ON STRIKE! SHUT IT DOWN!
Exhibition and Graphic Design
Additional Personnel
Curator: Jesse Martinez
Archivists: Tanya Hollis, Alexandria Post, Meredith Eliassen, Alex Cherian, and Catherine Powell
Photography: Sessie Rahman
I served as the exhibition and graphics designer for “On Strike! Shut It Down!” located in San Francisco State University’s Special Collections & Archives Gallery. This is the first permanent on-campus exhibit of the SF State Strike of 1968–1969, the longest university strike in U.S. history.
I was directly responsible for producing the visual identity (wordmark, color palette, typography, image treatment), exhibition graphics (wall panels, object labels, wayfinding), and marketing materials. Additionally, I planned the physical exhibit layout & spatial flow, alongside curator Jesse Martinez.
The exhibit was anchored in deep crimson to embody the strike’s polyphonic energy: resistance, turmoil, bloodshed, anger, empowerment, chaos, violence, revolution, and progress. Against neutral white gallery walls, the crimson hue creates a spatial rhythm that commands attention and sustains it across the exhibition.
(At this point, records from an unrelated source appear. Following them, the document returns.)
use std::fmt;

use crate::check::CheckFailure;

/// Machine-readable error codes for harness failures.
#[derive(Debug, Clone, Copy, PartialEq, Eq, Hash)]
pub enum ErrorCode {
    ConfigParseError,
    InvalidTolerance,
    ConstraintViolated,
}

impl ErrorCode {
    /// Stable code identifier (`E####`) for machine parsing.
    #[must_use]
    pub const fn code(self) -> &'static str {
        match self {
            Self::ConfigParseError => "E1002",
            Self::InvalidTolerance => "E1003",
            Self::ConstraintViolated => "E2001",
        }
    }

    /// Short human-facing summary for logs and test output.
    #[must_use]
    pub const fn message(self) -> &'static str {
        match self {
            Self::ConfigParseError => "Config file parse error",
            Self::InvalidTolerance => "Invalid comparison tolerance",
            Self::ConstraintViolated => "Candidate violated its constraint",
        }
    }

    /// Optional remediation hint shown next to a failing assertion.
    #[must_use]
    pub const fn hint(self) -> Option<&'static str> {
        match self {
            Self::ConfigParseError => Some("Fix syntax in refcheck.toml and retry."),
            Self::InvalidTolerance => {
                Some("Use finite, non-negative values under [tolerance] in refcheck.toml.")
            }
            Self::ConstraintViolated => {
                Some("Run the reported candidate and the reference on these arguments and compare.")
            }
        }
    }
}

impl fmt::Display for ErrorCode {
    fn fmt(&self, f: &mut fmt::Formatter<'_>) -> fmt::Result {
        write!(f, "{}", self.code())
    }
}

/// The first constraint entry whose check failed.
///
/// Wraps the check's own [`CheckFailure`] unmodified and records which entry
/// produced it. Available again through [`failure`](Self::failure),
/// [`into_failure`](Self::into_failure) and `Error::source`.
#[derive(Debug, Clone, PartialEq, Eq, thiserror::Error)]
#[error(
    "{}: constraint #{index}{} violated: {failure}",
    ErrorCode::ConstraintViolated.code(),
    name_suffix(.name.as_deref())
)]
pub struct ConstraintViolation {
    index: usize,
    name: Option<String>,
    #[source]
    failure: CheckFailure,
}

fn name_suffix(name: Option<&str>) -> String {
    name.map(|n| format!(" ({n})")).unwrap_or_default()
}

impl ConstraintViolation {
    pub(crate) const fn new(index: usize, name: Option<String>, failure: CheckFailure) -> Self {
        Self {
            index,
            name,
            failure,
        }
    }

    /// Machine-readable code associated with this error.
    #[must_use]
    pub const fn code(&self) -> ErrorCode {
        ErrorCode::ConstraintViolated
    }

    /// Optional remediation hint.
    #[must_use]
    pub const fn hint(&self) -> Option<&'static str> {
        self.code().hint()
    }

    /// Zero-based position of the failing entry, in insertion order.
    #[must_use]
    pub const fn index(&self) -> usize {
        self.index
    }

    /// Name given to the failing entry, if any.
    #[must_use]
    pub fn name(&self) -> Option<&str> {
        self.name.as_deref()
    }

    /// The failure exactly as the check returned it.
    #[must_use]
    pub const fn failure(&self) -> &CheckFailure {
        &self.failure
    }

    #[must_use]
    pub fn into_failure(self) -> CheckFailure {
        self.failure
    }
}

#[cfg(test)]
mod tests {
    use super::{ConstraintViolation, ErrorCode};
    use crate::check::CheckFailure;
    use std::collections::HashSet;
    use std::error::Error as _;

    #[test]
    fn all_codes_are_unique() {
        let all = [
            ErrorCode::ConfigParseError,
            ErrorCode::InvalidTolerance,
            ErrorCode::ConstraintViolated,
        ];

        let mut seen = HashSet::new();
        for code in all {
            assert!(seen.insert(code.code()), "duplicate code {}", code.code());
        }
    }

    #[test]
    fn code_format_is_machine_friendly() {
        let code = ErrorCode::ConstraintViolated.code();
        assert_eq!(code.len(), 5);
        assert!(code.starts_with('E'));
        assert!(code.chars().skip(1).all(|c| c.is_ascii_digit()));
    }

    #[test]
    fn display_includes_index_and_name() {
        let violation = ConstraintViolation::new(
            2,
            Some("legacy".to_string()),
            CheckFailure::new("outputs differ"),
        );
        assert_eq!(
            violation.to_string(),
            "E2001: constraint #2 (legacy) violated: outputs differ"
        );
    }

    #[test]
    fn display_omits_missing_name() {
        let violation = ConstraintViolation::new(0, None, CheckFailure::new("too small"));
        assert_eq!(
            violation.to_string(),
            "E2001: constraint #0 violated: too small"
        );
    }

    #[test]
    fn source_is_the_check_failure() {
        let failure = CheckFailure::new("boom");
        let violation = ConstraintViolation::new(1, None, failure.clone());
        let source = violation.source().map(ToString::to_string);
        assert_eq!(source.as_deref(), Some("boom"));
        assert_eq!(violation.hint(), ErrorCode::ConstraintViolated.hint());
        assert_eq!(violation.into_failure(), failure);
    }
}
The typographic treatment directly references archival materials distributed during the strike and secondary retrospectives. Eurostile serves as the main typeface for headlines, hero text, and section dividers. I drew inspiration from the cover of “Crisis at San Francisco State,” a retrospective produced by the SF State journalism department. Neue Haas Grotesk was selected for body text and captions. It serves as both a callback to archival materials that used Helvetica and a practical solution that aligns with the Smithsonian’s exhibition guidelines, which require Helvetica for legibility and accessibility. Rather than using generic Helvetica, I chose Neue Haas Grotesk, the digital revival of the original 1957 design.
Texture created a tactile, period-accurate atmosphere. I applied grain, creases, folds, and halftone sparingly to avoid compromising the integrity of the archival imagery.
Every design choice carried a single intention: to function as a direct narrative and interpretive tool.